── MATERIAL TO PROCESS ──
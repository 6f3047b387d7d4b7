//! Events - エンジンから届くステップエラー通知
//!
//! # 学習ポイント
//! - エンジンのイベントは broadcast で配られ、購読者ごとに Receiver を持つ
//! - Abort だけが終了要求の対象。それ以外のエラーはエンジン側のリトライに任せる

use serde::{Deserialize, Serialize};
use std::fmt;

use super::ids::WorkflowId;

/// Which step raised the error.
#[derive(Debug, Clone, PartialEq, Eq, Serialize, Deserialize)]
#[serde(rename_all = "camelCase")]
pub struct StepInfo {
    pub id: i32,
    #[serde(default, skip_serializing_if = "Option::is_none")]
    pub name: Option<String>,
}

/// StepErrorKind はステップエラーの分類
#[derive(Debug, Clone, Copy, PartialEq, Eq, Hash, Serialize, Deserialize)]
pub enum StepErrorKind {
    /// The step asked for the whole workflow to be terminated.
    Abort,
    /// Ordinary step failure, handled by the engine's own retry policy.
    Failure,
    /// The step ran past its deadline.
    Timeout,
}

#[derive(Debug, Clone, PartialEq, Eq, Serialize, Deserialize)]
pub struct StepError {
    pub kind: StepErrorKind,
    pub message: String,
}

impl StepError {
    pub fn abort(message: impl Into<String>) -> Self {
        Self {
            kind: StepErrorKind::Abort,
            message: message.into(),
        }
    }

    pub fn failure(message: impl Into<String>) -> Self {
        Self {
            kind: StepErrorKind::Failure,
            message: message.into(),
        }
    }
}

impl fmt::Display for StepError {
    fn fmt(&self, f: &mut fmt::Formatter<'_>) -> fmt::Result {
        write!(f, "{:?}: {}", self.kind, self.message)
    }
}

/// StepErrorEvent はエンジンがステップ失敗時に発行するイベント
#[derive(Debug, Clone, PartialEq, Eq, Serialize, Deserialize)]
#[serde(rename_all = "camelCase")]
pub struct StepErrorEvent {
    pub workflow_id: WorkflowId,
    pub step: StepInfo,
    pub error: StepError,
}

impl StepErrorEvent {
    pub fn new(workflow_id: WorkflowId, step: StepInfo, error: StepError) -> Self {
        Self {
            workflow_id,
            step,
            error,
        }
    }

    /// Is this the signal that the workflow must be terminated?
    pub fn is_abort(&self) -> bool {
        self.error.kind == StepErrorKind::Abort
    }
}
───
**PROBLEM DETAILS:**
If a line in the records contains the word "StepErrorEvent", copy it out.

**OUTPUT BELOW:**
/// StepErrorEvent はエンジンがステップ失敗時に発行するイベント
pub struct StepErrorEvent {
impl StepErrorEvent {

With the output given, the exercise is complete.